Revealing the heterogeneity of plasma protein and cognitive decline trajectory among Mild Cognitive Impairment patients by clustering of brain atrophy features

Abstract

Alzheimer's disease (AD) is suggested to be a heterogeneous disorder, but limited studies explore the heterogeneity of the Mild Cognitive Impairment (MCI) stage. This study aimed to tackle such problems using the CIMLR (Cancer Integration via Multikernel Learning) algorithm to cluster brain structural features extracted from T1-weighted Magnetic Resonance Images of MCI patients from Alzheimer's Disease Neuroimaging Initiative.

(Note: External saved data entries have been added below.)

//! CustomerCall entity model
//!
//! Completed inbound call for a production customer. One row per provider
//! call id.

use sea_orm::ActiveModelBehavior;
use sea_orm::entity::prelude::*;
use sea_orm::prelude::DateTimeWithTimeZone;
use serde::{Deserialize, Serialize};
use utoipa::ToSchema;

#[derive(Clone, Debug, PartialEq, DeriveEntityModel)]
#[sea_orm(table_name = "customer_calls")]
pub struct Model {
    #[sea_orm(primary_key, auto_increment = false)]
    pub id: Uuid,

    pub customer_id: Uuid,
    pub business_id: Uuid,

    #[sea_orm(unique)]
    pub vapi_call_id: String,

    pub caller_number: Option<String>,
    pub caller_name: Option<String>,
    pub started_at: Option<DateTimeWithTimeZone>,
    pub ended_at: Option<DateTimeWithTimeZone>,
    pub duration_seconds: i32,

    /// Ordered `TranscriptTurn` list
    #[sea_orm(column_type = "JsonBinary")]
    pub transcript: Json,

    pub summary: Option<String>,
    pub sentiment: Option<String>,

    /// JSON array of strings
    #[sea_orm(column_type = "JsonBinary")]
    pub action_items: Json,

    pub recording_url: Option<String>,
    pub ended_reason: Option<String>,
    pub cost: f64,
    pub whatsapp_sent: bool,
    pub telegram_sent: bool,
    pub created_at: DateTimeWithTimeZone,
    pub updated_at: DateTimeWithTimeZone,
}

#[derive(Copy, Clone, Debug, EnumIter, DeriveRelation)]
pub enum Relation {
    #[sea_orm(
        belongs_to = "super::customer::Entity",
        from = "Column::CustomerId",
        to = "super::customer::Column::Id"
    )]
    Customer,

    #[sea_orm(
        belongs_to = "super::business::Entity",
        from = "Column::BusinessId",
        to = "super::business::Column::Id"
    )]
    Business,
}

impl Related<super::customer::Entity> for Entity {
    fn to() -> RelationDef {
        Relation::Customer.def()
    }
}

impl Related<super::business::Entity> for Entity {
    fn to() -> RelationDef {
        Relation::Business.def()
    }
}

impl ActiveModelBehavior for ActiveModel {}

/// One turn of a call transcript
#[derive(Debug, Clone, PartialEq, Serialize, Deserialize, ToSchema)]
pub struct TranscriptTurn {
    /// `assistant` or `user`
    pub role: String,
    pub content: String,
    /// Seconds since call start
    #[serde(default, skip_serializing_if = "Option::is_none")]
    pub timestamp: Option<f64>,
}

#[derive(Debug, Clone, Serialize, Deserialize, ToSchema)]
pub struct CustomerCallResponse {
    pub id: Uuid,
    pub business_id: Uuid,
    pub vapi_call_id: String,
    pub caller_number: Option<String>,
    pub caller_name: Option<String>,
    #[schema(value_type = Option<String>)]
    pub started_at: Option<DateTimeWithTimeZone>,
    #[schema(value_type = Option<String>)]
    pub ended_at: Option<DateTimeWithTimeZone>,
    pub duration_seconds: i32,
    pub transcript: Vec<TranscriptTurn>,
    pub summary: Option<String>,
    pub sentiment: Option<String>,
    pub action_items: Vec<String>,
    pub recording_url: Option<String>,
    pub ended_reason: Option<String>,
    pub cost: f64,
    pub whatsapp_sent: bool,
    pub telegram_sent: bool,
    #[schema(value_type = String, example = "2025-06-01T12:00:00Z")]
    pub created_at: DateTimeWithTimeZone,
}

impl From<Model> for CustomerCallResponse {
    fn from(model: Model) -> Self {
        Self {
            id: model.id,
            business_id: model.business_id,
            vapi_call_id: model.vapi_call_id,
            caller_number: model.caller_number,
            caller_name: model.caller_name,
            started_at: model.started_at,
            ended_at: model.ended_at,
            duration_seconds: model.duration_seconds,
            transcript: serde_json::from_value(model.transcript).unwrap_or_default(),
            summary: model.summary,
            sentiment: model.sentiment,
            action_items: serde_json::from_value(model.action_items).unwrap_or_default(),
            recording_url: model.recording_url,
            ended_reason: model.ended_reason,
            cost: model.cost,
            whatsapp_sent: model.whatsapp_sent,
            telegram_sent: model.telegram_sent,
            created_at: model.created_at,
        }
    }
}

/// Provider-neutral view of a finished call, as parsed from the end-of-call
/// report. Written to either `customer_calls` or `demo_calls`.
#[derive(Debug, Clone, Default, PartialEq)]
pub struct CallRecord {
    pub vapi_call_id: String,
    pub caller_number: Option<String>,
    pub caller_name: Option<String>,
    pub started_at: Option<DateTimeWithTimeZone>,
    pub ended_at: Option<DateTimeWithTimeZone>,
    pub duration_seconds: i32,
    pub transcript: Vec<TranscriptTurn>,
    pub summary: Option<String>,
    pub sentiment: Option<String>,
    pub action_items: Vec<String>,
    pub recording_url: Option<String>,
    pub ended_reason: Option<String>,
    pub cost: f64,
}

The demographic and cognitive results, characteristics of brain structural features, plasma biomarkers, and longitudinal cognitive trajectory were analyzed for each cluster. The CIMLR clustering analysis revealed four distinct clusters. Cluster 1 is the oldest group but has had mild atrophy and moderate progression with elevated Tumor Necrosis Factor Receptor 2 level; and low Brain-Derived Neurotrophic Factor and CD40 Ligand levels. Cluster 2 showed the highest risk for aggressive MCI progression, with abnormal Leptin, Adiponectin, and Creatine kinase-MB values. Cluster 3 exhibited a low level of Monokine Induced by Gamma Interferon and mild atrophy that shared similar patterns with Cluster 1. Cluster 4 represented the healthiest group during longitudinal tracking, with the mildest Parahippocampal atrophy, which was found to be positively correlated with cognitive impairment and amino acid levels. The longitudinal analyses showed the potential of Hepatocyte Growth Factor as a marker for slow cognitive impairment; Cortisol and Neurofilament Light Polypeptide as prognosis markers for aggressive MCI progression. These findings may lay out new suggestions for further research contributing to the accurate diagnosis and precision medicine for dementia and AD.